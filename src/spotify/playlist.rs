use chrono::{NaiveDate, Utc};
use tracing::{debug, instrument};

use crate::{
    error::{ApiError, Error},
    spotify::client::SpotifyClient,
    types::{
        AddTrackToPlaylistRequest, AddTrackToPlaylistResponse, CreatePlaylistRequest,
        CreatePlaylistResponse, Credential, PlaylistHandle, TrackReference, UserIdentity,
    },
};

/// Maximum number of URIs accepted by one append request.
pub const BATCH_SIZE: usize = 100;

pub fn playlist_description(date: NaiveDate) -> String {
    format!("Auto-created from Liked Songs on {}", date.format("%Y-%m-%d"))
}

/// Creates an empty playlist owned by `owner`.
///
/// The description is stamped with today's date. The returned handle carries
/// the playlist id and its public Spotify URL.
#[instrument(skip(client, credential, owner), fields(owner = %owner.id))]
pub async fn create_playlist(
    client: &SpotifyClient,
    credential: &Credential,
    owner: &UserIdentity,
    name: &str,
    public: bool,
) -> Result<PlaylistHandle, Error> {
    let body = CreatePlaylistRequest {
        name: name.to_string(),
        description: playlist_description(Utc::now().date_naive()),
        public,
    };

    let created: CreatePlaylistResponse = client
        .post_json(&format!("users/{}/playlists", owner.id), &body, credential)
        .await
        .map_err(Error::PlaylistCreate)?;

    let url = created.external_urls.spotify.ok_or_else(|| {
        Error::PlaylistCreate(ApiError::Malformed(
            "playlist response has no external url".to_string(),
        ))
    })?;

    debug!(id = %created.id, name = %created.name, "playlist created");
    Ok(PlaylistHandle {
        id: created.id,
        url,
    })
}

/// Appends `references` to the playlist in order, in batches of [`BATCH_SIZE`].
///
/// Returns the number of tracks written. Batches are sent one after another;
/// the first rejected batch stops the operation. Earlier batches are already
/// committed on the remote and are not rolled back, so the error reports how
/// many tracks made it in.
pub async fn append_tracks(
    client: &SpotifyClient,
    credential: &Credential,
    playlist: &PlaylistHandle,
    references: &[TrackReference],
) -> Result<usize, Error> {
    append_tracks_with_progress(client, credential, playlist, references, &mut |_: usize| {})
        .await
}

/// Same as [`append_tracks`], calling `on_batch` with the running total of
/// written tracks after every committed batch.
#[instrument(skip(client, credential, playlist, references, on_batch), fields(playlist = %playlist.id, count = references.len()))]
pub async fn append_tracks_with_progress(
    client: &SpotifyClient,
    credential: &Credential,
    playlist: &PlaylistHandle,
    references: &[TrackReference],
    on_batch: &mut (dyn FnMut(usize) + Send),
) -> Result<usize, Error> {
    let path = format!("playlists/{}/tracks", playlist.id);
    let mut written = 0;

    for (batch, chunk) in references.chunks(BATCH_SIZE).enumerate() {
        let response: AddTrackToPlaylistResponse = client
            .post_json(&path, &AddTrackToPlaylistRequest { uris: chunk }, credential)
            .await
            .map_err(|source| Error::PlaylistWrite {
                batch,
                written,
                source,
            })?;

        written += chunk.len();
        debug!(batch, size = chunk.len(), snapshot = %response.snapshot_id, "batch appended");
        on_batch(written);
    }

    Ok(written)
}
# # # #
- Activity:
Show the lines above with "usize".

- Completed exercise:
pub const BATCH_SIZE: usize = 100;
) -> Result<usize, Error> {
    append_tracks_with_progress(client, credential, playlist, references, &mut |_: usize| {})
    on_batch: &mut (dyn FnMut(usize) + Send),
) -> Result<usize, Error> {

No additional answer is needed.